Again, this pilot study did not include a large sample size and was not powered to determine statistical significance between differing time-points when examining HRQoL average measures. Additionally, caution must be used when examining HRQoL small group mean values and some [59] suggest examining repeat measures with an individual patient as a more robust method of analysis, which was also examined in this study. Longer monitoring, or use of a disease-specific measurement tool, such as the Menopause Rating Scale [60-61] or the combination of a general HRQoL and disease-specific scale may be important for future studies.

Limitations of this study include the small sample size and relatively short study period. It is likely that the small sample size and variability of measurements may have led to an under-powered study when examining some of the measurements and comparing day 0 and day 42 measurements. The authors were inclined to accept this in an effort to determine dose-response and individual patient response. Additional information gained regarding interand intra-patient variability will allow for future studies examining a sufficient number of patients to reduce type 1 and type 2 statistical errors.

As in most therapies, not every patient is expected to respond to an initial dosage regimen and dosages may need to be adjusted upwards or downwards with extended therapy. In practice, many patients receiving topical hormone therapy, including intravaginal therapy, are given some freedom to make minor adjustments while monitoring for effect and reporting this back to the prescribing physician. Additionally, there was no attempt to blind patients to therapy which may have biased HRQoL results. This limitation would not have an effect on objective serum/salivary measurements.

Additional studies would be useful to determine individual patient characteristics that would suggest tolerability and efficacy at a given dosage. Finally, longer monitoring of patients receiving vaginal combination hormone therapy will help determine the persistency of effect and the safety and tolerability profile.

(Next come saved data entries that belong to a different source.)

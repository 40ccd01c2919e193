//! End-to-end tests through the crate's public surface.

#![allow(clippy::unwrap_used, clippy::expect_used, reason = "Tests can panic")]

use pretty_assertions::assert_eq;
use proptest::prelude::*;

use kiln_ir::{ArcFunction, ArcInstr, ArcModule, ArcTerminator, InstrId, Name, StringInterner};

use crate::test_helpers::{
    at, block, branch, call, dec, inc, int, jump, klass, lit, make_func, owned_param,
    readonly_call, ret, straight_line, v,
};
use crate::{
    analyze_function, analyze_module, dump_epilogue_releases, init_tracing, ArcOptConfig,
    InstSet, MatcherMode, MatchingSet, RefCountLattice, RefCountState,
};

#[test]
fn straight_line_retain_release_pair() {
    let results = analyze_function(&straight_line(), &ArcOptConfig::default()).unwrap();
    let retain = at(0, 1);
    let release = at(0, 2);
    assert_eq!(
        results.dec_to_inc.get(&release).map(|s| s.state().clone()),
        Some(RefCountState::Matched(InstSet::singleton(retain)))
    );
    assert_eq!(
        results.inc_to_dec.get(&retain).map(|s| s.state().clone()),
        Some(RefCountState::Matched(InstSet::singleton(release)))
    );
}

#[test]
fn epilogue_totality() {
    // One release reachable from every return.
    let joined = make_func(
        vec![owned_param(0)],
        vec![
            block(0, vec![lit(1, 1)], branch(1, 1, 2)),
            block(1, vec![], jump(3)),
            block(2, vec![], jump(3)),
            block(3, vec![dec(0)], ret(1)),
        ],
        vec![klass(), int()],
    );
    let results = analyze_function(&joined, &ArcOptConfig::default()).unwrap();
    assert_eq!(results.epilogue.releases_for_argument(v(0)), &[at(3, 0)]);

    // The same release reachable from one branch only.
    let one_sided = make_func(
        vec![owned_param(0)],
        vec![
            block(0, vec![lit(1, 1)], branch(1, 1, 2)),
            block(1, vec![dec(0)], jump(3)),
            block(2, vec![], jump(3)),
            block(3, vec![], ret(1)),
        ],
        vec![klass(), int()],
    );
    let results = analyze_function(&one_sided, &ArcOptConfig::default()).unwrap();
    assert!(results.epilogue.releases_for_argument(v(0)).is_empty());
}

#[test]
fn dumper_markers_for_function_without_matches() {
    let interner = StringInterner::new();
    let mut func = make_func(
        vec![],
        vec![block(0, vec![lit(0, 0)], ret(0))],
        vec![int()],
    );
    func.name = interner.intern("example");

    let mut out = Vec::new();
    dump_epilogue_releases(
        &ArcModule::new(vec![func]),
        &interner,
        &ArcOptConfig::default(),
        &mut out,
    )
    .unwrap();
    let text = String::from_utf8(out).unwrap();
    let lines: Vec<&str> = text.lines().collect();
    assert_eq!(lines, vec!["START: sil @example", "END: sil @example"]);
}

#[test]
fn whole_module_analysis_is_deterministic() {
    let module = ArcModule::new(vec![
        straight_line(),
        make_func(
            vec![owned_param(0)],
            vec![
                block(0, vec![lit(1, 1), inc(0)], jump(1)),
                block(1, vec![], branch(1, 2, 3)),
                block(2, vec![readonly_call(2, &[0])], jump(1)),
                block(3, vec![dec(0)], ret(1)),
            ],
            vec![klass(), int(), int()],
        ),
    ]);
    let config = ArcOptConfig::default();
    let first = analyze_module(&module, &config).unwrap();
    let second = analyze_module(&module, &config).unwrap();
    assert_eq!(first, second);
    // The loop uses %0, so the retain before it cannot pair with the
    // release after it.
    assert!(first[1].matching_sets.is_empty());
}

#[test]
fn live_matcher_mode_reaches_results() {
    let config = ArcOptConfig::default().with_matcher_mode(MatcherMode::Live);
    let results = analyze_module(&ArcModule::new(vec![straight_line()]), &config).unwrap();
    assert_eq!(results[0].epilogue.mode(), MatcherMode::Live);
}

#[test]
fn config_defaults() {
    let config = ArcOptConfig::default();
    assert_eq!(config.jobs, 1);
    assert!(config.allow_leaks);
    assert_eq!(config.matcher_mode, MatcherMode::Frozen);
    assert_eq!(config.effective_jobs(), 1);
    assert_eq!(ArcOptConfig::new(6).effective_jobs(), 6);
    assert!(ArcOptConfig::new(0).effective_jobs() >= 1);
    assert!(!ArcOptConfig::serial().with_allow_leaks(false).allow_leaks);
}

#[test]
fn init_tracing_is_idempotent() {
    init_tracing();
    init_tracing();
}

// ── Soundness ───────────────────────────────────────────────────────

/// Straight-line operations on the owned argument `%0`.
fn op_strategy() -> impl Strategy<Value = ArcInstr> {
    prop_oneof![
        Just(inc(0)),
        Just(dec(0)),
        Just(readonly_call(2, &[0])),
        Just(call(2, &[])),
        Just(lit(2, 0)),
    ]
}

fn is_inert(instr: &ArcInstr) -> bool {
    matches!(instr, ArcInstr::Let { .. })
}

proptest! {
    /// Every reported pair has nothing but inert instructions between the
    /// retain and the release, in both directions.
    #[test]
    fn matched_pairs_have_no_interference(body in prop::collection::vec(op_strategy(), 0..12)) {
        let mut instrs = vec![lit(1, 0)];
        instrs.extend(body);
        let func = make_func(
            vec![owned_param(0)],
            vec![block(0, instrs.clone(), ret(1))],
            vec![klass(), int(), int()],
        );
        let results = analyze_function(&func, &ArcOptConfig::default()).unwrap();

        let check = |retain: InstrId, release: InstrId| {
            prop_assert!(retain.index < release.index);
            let is_retain = matches!(instrs[retain.index as usize], ArcInstr::RcInc { .. });
            prop_assert!(is_retain, "bb0[{}] is not a retain", retain.index);
            let is_release = matches!(instrs[release.index as usize], ArcInstr::RcDec { .. });
            prop_assert!(is_release, "bb0[{}] is not a release", release.index);
            let between = &instrs[retain.index as usize + 1..release.index as usize];
            prop_assert!(between.iter().all(is_inert), "interference in {:?}", between);
            Ok(())
        };

        for (&release, state) in results.dec_to_inc.iter() {
            for retain in state.increments().into_iter().flat_map(InstSet::iter) {
                check(retain, release)?;
            }
        }
        for (&retain, state) in results.inc_to_dec.iter() {
            for release in state.decrements().into_iter().flat_map(InstSet::iter) {
                check(retain, release)?;
            }
        }
        for set in &results.matching_sets {
            prop_assert_eq!(set.increments.len(), 1);
            prop_assert_eq!(set.decrements.len(), 1);
        }
        prop_assert_eq!(results.name, Name::from_raw(1));
    }
}

// Structured programs over the owned argument %0, lowered to reducible CFGs.

#[derive(Clone, Debug)]
enum Stmt {
    Retain,
    Release,
    Use,
    Opaque,
    Inert,
    Abort,
    If(Vec<Stmt>, Vec<Stmt>),
    Loop(Vec<Stmt>),
}

fn stmt_strategy() -> impl Strategy<Value = Stmt> {
    let leaf = prop_oneof![
        3 => Just(Stmt::Retain),
        3 => Just(Stmt::Release),
        1 => Just(Stmt::Use),
        1 => Just(Stmt::Opaque),
        1 => Just(Stmt::Inert),
        1 => Just(Stmt::Abort),
    ];
    leaf.prop_recursive(3, 24, 4, |inner| {
        prop_oneof![
            (
                prop::collection::vec(inner.clone(), 0..4),
                prop::collection::vec(inner.clone(), 0..4),
            )
                .prop_map(|(then_arm, else_arm)| Stmt::If(then_arm, else_arm)),
            prop::collection::vec(inner, 0..4).prop_map(Stmt::Loop),
        ]
    })
}

fn idx(i: usize) -> u32 {
    u32::try_from(i).unwrap()
}

/// Lowers statements into blocks. `%1` is the branch condition and the
/// return value; `%2` receives call results.
struct CfgBuilder {
    blocks: Vec<(Vec<ArcInstr>, Option<ArcTerminator>)>,
    current: usize,
}

impl CfgBuilder {
    fn build(program: &[Stmt]) -> ArcFunction {
        let mut builder = CfgBuilder {
            blocks: vec![(vec![lit(1, 1)], None)],
            current: 0,
        };
        builder.lower(program);
        builder.terminate(ret(1));
        let blocks = builder
            .blocks
            .into_iter()
            .enumerate()
            .map(|(i, (body, term))| {
                block(idx(i), body, term.unwrap_or(ArcTerminator::Unreachable))
            })
            .collect();
        make_func(vec![owned_param(0)], blocks, vec![klass(), int(), int()])
    }

    fn new_block(&mut self) -> usize {
        self.blocks.push((Vec::new(), None));
        self.blocks.len() - 1
    }

    fn terminate(&mut self, term: ArcTerminator) {
        self.blocks[self.current].1 = Some(term);
    }

    fn lower(&mut self, stmts: &[Stmt]) {
        for stmt in stmts {
            let instr = match stmt {
                Stmt::Retain => inc(0),
                Stmt::Release => dec(0),
                Stmt::Use => readonly_call(2, &[0]),
                Stmt::Opaque => call(2, &[]),
                Stmt::Inert => lit(2, 0),
                Stmt::Abort => {
                    self.terminate(ArcTerminator::Unreachable);
                    self.current = self.new_block();
                    continue;
                }
                Stmt::If(then_arm, else_arm) => {
                    let then_block = self.new_block();
                    let else_block = self.new_block();
                    let join = self.new_block();
                    self.terminate(branch(1, idx(then_block), idx(else_block)));
                    for (arm, start) in [(then_arm, then_block), (else_arm, else_block)] {
                        self.current = start;
                        self.lower(arm);
                        self.terminate(jump(idx(join)));
                    }
                    self.current = join;
                    continue;
                }
                Stmt::Loop(body) => {
                    let header = self.new_block();
                    let body_block = self.new_block();
                    let exit = self.new_block();
                    self.terminate(jump(idx(header)));
                    self.current = header;
                    self.terminate(branch(1, idx(body_block), idx(exit)));
                    self.current = body_block;
                    self.lower(body);
                    self.terminate(jump(idx(header)));
                    self.current = exit;
                    continue;
                }
            };
            self.blocks[self.current].0.push(instr);
        }
    }
}

#[derive(Clone, Copy, Debug, PartialEq, Eq)]
enum Event {
    Retain,
    Release,
    Use,
    Opaque,
}

fn event(instr: &ArcInstr) -> Option<Event> {
    match instr {
        ArcInstr::RcInc { .. } => Some(Event::Retain),
        ArcInstr::RcDec { .. } => Some(Event::Release),
        ArcInstr::Apply { args, .. } if !args.is_empty() => Some(Event::Use),
        ArcInstr::Apply { .. } => Some(Event::Opaque),
        _ => None,
    }
}

const MAX_PATH_BLOCKS: usize = 14;
const MAX_VISITS: usize = 20_000;

/// The events along every path from the entry to a `return` that visits at
/// most `MAX_PATH_BLOCKS` blocks.
fn returning_paths(func: &ArcFunction) -> Vec<Vec<(InstrId, Event)>> {
    fn walk(
        func: &ArcFunction,
        block: usize,
        depth: usize,
        visits: &mut usize,
        path: &mut Vec<(InstrId, Event)>,
        out: &mut Vec<Vec<(InstrId, Event)>>,
    ) {
        if depth == MAX_PATH_BLOCKS || *visits == MAX_VISITS {
            return;
        }
        *visits += 1;
        let blk = &func.blocks[block];
        let mark = path.len();
        for (i, instr) in blk.body.iter().enumerate() {
            if let Some(e) = event(instr) {
                path.push((InstrId::new(blk.id, idx(i)), e));
            }
        }
        if let ArcTerminator::Return { .. } = blk.terminator {
            out.push(path.clone());
        } else {
            for succ in blk.terminator.successors() {
                walk(func, succ.index(), depth + 1, visits, path, out);
            }
        }
        path.truncate(mark);
    }

    let mut out = Vec::new();
    walk(func, 0, 0, &mut 0, &mut Vec::new(), &mut out);
    out
}

/// After each retain of a group, the next event on the path is one of the
/// group's releases.
fn check_pairs(
    sets: &[MatchingSet],
    paths: &[Vec<(InstrId, Event)>],
) -> Result<(), TestCaseError> {
    for set in sets {
        for path in paths {
            for (k, &(id, ev)) in path.iter().enumerate() {
                if ev != Event::Retain || !set.increments.contains(id) {
                    continue;
                }
                let next = path.get(k + 1).copied();
                let released =
                    matches!(next, Some((d, Event::Release)) if set.decrements.contains(d));
                prop_assert!(released, "retain {:?} is followed by {:?} on {:?}", id, next, path);
            }
        }
    }
    Ok(())
}

/// On every returning path the last event touching the argument is one of
/// its epilogue releases.
fn check_epilogue(
    releases: &[InstrId],
    paths: &[Vec<(InstrId, Event)>],
) -> Result<(), TestCaseError> {
    if releases.is_empty() {
        return Ok(());
    }
    for path in paths {
        let last = path.iter().rev().find(|(_, e)| *e != Event::Opaque).copied();
        let released = matches!(last, Some((id, Event::Release)) if releases.contains(&id));
        prop_assert!(released, "path {:?} ends with {:?}", path, last);
    }
    Ok(())
}

proptest! {
    /// Reported pairs and epilogue releases hold on every bounded path
    /// through random reducible CFGs with branches, loops and unreachable
    /// exits.
    #[test]
    fn pairs_and_epilogue_hold_on_every_path(
        program in prop::collection::vec(stmt_strategy(), 0..6),
        allow_leaks in any::<bool>(),
    ) {
        let func = CfgBuilder::build(&program);
        let config = ArcOptConfig::default().with_allow_leaks(allow_leaks);
        let results = analyze_function(&func, &config).unwrap();
        let paths = returning_paths(&func);

        check_pairs(&results.matching_sets, &paths)?;
        check_epilogue(results.epilogue.releases_for_argument(v(0)), &paths)?;
    }
}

This pilot study documented the systemic absorption of multiple hormones by both saliva and blood testing as well as relief of systemic symptoms by a standardized HRQoL questionnaire. The combination cream utilized in this pilot study is balanced (with a progesterone to estradiol ratio of at least 100:1) and in practice, patients may increase or decrease the amount of cream used depending on symptoms. The cream may be applied intravaginally, to the external mucous membranes, or both. Based upon results of this pilot, absorption is adequate with either application site and patients generally tolerated this method of administration with a high level of satisfaction. Vaginal hormone therapy has been successfully used in practice by the author for over five years in approximately 2,000 patients with excellent clinical results. Current dosing, which relieves local and systemic symptoms without noted side effects, is estriol 0.5 mg, estradiol 0.1 mg, progesterone 25 mg and testosterone 0.5 mg in a 0.25-ml volume of nonirritating cream base 3-6 days per week.

Additional benefits of this method of administration include the avoidance of first-pass hepatic metabolism. The hormones did not appear to accumulate or form metabolites during the timeframe of this study. Finally, vaginal delivery provided relief of climacteric symptoms with a strong safety profile.